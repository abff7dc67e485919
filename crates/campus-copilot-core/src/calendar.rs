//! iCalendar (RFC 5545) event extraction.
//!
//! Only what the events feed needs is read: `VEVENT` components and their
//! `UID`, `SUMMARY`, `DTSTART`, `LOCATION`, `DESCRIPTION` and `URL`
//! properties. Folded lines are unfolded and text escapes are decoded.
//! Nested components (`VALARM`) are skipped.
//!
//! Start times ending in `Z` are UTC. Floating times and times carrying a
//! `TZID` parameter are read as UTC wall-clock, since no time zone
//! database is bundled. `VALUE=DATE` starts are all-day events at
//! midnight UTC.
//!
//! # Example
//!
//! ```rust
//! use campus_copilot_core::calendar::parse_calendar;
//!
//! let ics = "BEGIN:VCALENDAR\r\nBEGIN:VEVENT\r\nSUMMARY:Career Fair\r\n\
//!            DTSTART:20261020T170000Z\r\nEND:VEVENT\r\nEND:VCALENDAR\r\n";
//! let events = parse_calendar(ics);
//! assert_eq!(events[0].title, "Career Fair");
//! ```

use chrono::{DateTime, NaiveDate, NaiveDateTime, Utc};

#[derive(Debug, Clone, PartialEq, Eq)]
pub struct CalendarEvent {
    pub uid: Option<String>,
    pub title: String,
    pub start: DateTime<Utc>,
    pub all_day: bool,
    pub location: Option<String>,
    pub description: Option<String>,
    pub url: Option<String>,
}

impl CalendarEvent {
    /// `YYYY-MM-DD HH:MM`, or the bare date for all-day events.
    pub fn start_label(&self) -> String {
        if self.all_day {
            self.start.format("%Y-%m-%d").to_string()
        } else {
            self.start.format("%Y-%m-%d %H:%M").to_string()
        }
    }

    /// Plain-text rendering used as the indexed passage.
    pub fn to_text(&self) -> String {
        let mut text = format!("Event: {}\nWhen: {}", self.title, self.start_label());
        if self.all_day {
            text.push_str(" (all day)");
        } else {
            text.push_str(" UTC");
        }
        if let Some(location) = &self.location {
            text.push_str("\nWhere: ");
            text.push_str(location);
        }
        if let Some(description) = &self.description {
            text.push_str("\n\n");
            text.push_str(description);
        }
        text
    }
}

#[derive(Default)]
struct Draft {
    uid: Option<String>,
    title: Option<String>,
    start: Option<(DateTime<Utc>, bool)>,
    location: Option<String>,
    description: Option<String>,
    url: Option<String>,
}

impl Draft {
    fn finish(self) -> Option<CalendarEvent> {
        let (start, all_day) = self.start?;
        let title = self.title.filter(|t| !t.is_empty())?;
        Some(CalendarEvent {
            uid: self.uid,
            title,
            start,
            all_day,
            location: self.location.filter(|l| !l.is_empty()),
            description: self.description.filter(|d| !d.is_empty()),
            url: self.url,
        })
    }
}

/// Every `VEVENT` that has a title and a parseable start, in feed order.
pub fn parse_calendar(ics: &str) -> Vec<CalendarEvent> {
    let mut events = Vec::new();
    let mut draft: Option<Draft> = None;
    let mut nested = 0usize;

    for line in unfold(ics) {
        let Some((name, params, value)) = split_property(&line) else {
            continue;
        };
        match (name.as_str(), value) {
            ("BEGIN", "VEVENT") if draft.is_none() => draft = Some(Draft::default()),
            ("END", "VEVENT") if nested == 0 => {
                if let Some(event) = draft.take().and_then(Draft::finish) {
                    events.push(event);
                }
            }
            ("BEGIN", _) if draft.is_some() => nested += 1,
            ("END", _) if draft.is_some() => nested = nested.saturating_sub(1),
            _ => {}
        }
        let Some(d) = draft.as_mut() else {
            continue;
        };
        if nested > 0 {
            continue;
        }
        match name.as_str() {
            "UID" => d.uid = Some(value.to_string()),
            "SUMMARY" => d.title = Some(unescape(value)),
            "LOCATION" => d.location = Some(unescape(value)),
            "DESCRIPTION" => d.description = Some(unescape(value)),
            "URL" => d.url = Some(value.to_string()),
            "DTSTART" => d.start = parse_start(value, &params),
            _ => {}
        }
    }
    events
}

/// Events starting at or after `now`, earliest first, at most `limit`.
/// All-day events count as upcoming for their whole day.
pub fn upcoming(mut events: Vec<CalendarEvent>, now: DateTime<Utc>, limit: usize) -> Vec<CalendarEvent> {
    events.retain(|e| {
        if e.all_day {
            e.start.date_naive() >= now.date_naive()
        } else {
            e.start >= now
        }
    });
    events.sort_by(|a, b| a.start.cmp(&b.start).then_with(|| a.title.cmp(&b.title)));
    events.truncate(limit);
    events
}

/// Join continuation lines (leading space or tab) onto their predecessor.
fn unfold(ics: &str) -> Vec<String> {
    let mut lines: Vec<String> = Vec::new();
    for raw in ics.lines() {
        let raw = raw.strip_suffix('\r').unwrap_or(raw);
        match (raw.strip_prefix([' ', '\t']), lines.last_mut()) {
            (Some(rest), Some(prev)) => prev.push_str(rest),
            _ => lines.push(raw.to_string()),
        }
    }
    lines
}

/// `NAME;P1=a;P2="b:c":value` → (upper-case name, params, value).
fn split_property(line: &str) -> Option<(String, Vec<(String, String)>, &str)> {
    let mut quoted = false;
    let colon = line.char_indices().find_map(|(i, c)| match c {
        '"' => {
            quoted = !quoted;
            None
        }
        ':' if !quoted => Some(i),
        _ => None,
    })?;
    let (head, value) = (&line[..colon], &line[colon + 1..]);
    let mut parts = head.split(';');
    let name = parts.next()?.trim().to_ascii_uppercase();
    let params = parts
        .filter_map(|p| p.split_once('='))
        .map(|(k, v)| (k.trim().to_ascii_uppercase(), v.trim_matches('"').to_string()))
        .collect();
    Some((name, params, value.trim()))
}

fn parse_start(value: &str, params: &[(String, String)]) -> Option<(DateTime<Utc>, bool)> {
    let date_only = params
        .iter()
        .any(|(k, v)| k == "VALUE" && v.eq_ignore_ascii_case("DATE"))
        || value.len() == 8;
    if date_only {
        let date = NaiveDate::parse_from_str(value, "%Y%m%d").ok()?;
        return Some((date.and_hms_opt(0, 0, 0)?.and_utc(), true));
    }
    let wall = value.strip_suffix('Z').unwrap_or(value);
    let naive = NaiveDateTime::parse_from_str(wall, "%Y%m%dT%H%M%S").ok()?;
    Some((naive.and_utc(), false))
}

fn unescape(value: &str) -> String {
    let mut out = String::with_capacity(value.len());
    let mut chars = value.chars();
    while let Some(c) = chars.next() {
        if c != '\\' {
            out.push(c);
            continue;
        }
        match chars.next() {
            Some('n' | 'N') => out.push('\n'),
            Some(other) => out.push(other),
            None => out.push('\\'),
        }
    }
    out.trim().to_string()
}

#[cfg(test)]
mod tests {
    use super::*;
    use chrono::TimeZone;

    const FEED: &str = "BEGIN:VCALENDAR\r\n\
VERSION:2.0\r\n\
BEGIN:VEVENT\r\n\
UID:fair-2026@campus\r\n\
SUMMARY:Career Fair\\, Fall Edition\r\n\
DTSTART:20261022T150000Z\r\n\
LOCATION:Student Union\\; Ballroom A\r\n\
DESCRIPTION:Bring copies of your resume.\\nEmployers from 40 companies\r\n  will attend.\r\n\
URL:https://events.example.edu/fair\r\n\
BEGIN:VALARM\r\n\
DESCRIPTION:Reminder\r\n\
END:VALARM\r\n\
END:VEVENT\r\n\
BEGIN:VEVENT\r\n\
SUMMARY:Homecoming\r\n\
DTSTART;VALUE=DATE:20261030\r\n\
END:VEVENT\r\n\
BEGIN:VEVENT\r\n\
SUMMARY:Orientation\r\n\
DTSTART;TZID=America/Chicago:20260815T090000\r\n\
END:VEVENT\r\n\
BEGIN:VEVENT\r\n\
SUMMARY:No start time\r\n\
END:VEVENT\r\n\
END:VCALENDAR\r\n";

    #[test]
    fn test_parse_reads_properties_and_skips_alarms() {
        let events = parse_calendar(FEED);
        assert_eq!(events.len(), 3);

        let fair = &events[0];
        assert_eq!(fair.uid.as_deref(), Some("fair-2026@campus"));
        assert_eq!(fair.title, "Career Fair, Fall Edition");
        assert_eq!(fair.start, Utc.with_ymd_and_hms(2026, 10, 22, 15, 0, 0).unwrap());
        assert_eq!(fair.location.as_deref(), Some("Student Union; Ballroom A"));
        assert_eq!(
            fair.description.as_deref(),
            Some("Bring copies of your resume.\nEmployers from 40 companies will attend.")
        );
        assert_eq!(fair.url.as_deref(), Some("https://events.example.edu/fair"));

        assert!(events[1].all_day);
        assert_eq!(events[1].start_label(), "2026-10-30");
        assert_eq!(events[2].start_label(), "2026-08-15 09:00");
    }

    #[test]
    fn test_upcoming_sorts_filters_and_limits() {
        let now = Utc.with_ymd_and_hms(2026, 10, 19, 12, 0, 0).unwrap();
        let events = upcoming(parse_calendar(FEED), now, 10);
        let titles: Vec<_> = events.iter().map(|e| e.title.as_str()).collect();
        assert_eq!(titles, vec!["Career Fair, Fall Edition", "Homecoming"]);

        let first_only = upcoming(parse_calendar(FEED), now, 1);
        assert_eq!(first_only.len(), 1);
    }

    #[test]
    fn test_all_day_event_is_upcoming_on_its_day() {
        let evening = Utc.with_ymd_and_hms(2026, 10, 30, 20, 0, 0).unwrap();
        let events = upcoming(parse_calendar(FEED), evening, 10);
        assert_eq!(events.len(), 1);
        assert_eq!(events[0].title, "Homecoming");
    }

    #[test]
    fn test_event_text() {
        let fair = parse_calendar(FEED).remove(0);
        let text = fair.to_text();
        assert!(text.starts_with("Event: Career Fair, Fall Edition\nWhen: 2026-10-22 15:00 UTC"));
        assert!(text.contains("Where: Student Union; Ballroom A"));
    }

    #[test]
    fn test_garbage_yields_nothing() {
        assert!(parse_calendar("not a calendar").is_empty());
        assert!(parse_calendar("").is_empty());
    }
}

^^^^

Whenever a line of the entries contains the string "unescape", copy that line.

            "SUMMARY" => d.title = Some(unescape(value)),
            "LOCATION" => d.location = Some(unescape(value)),
            "DESCRIPTION" => d.description = Some(unescape(value)),
fn unescape(value: &str) -> String {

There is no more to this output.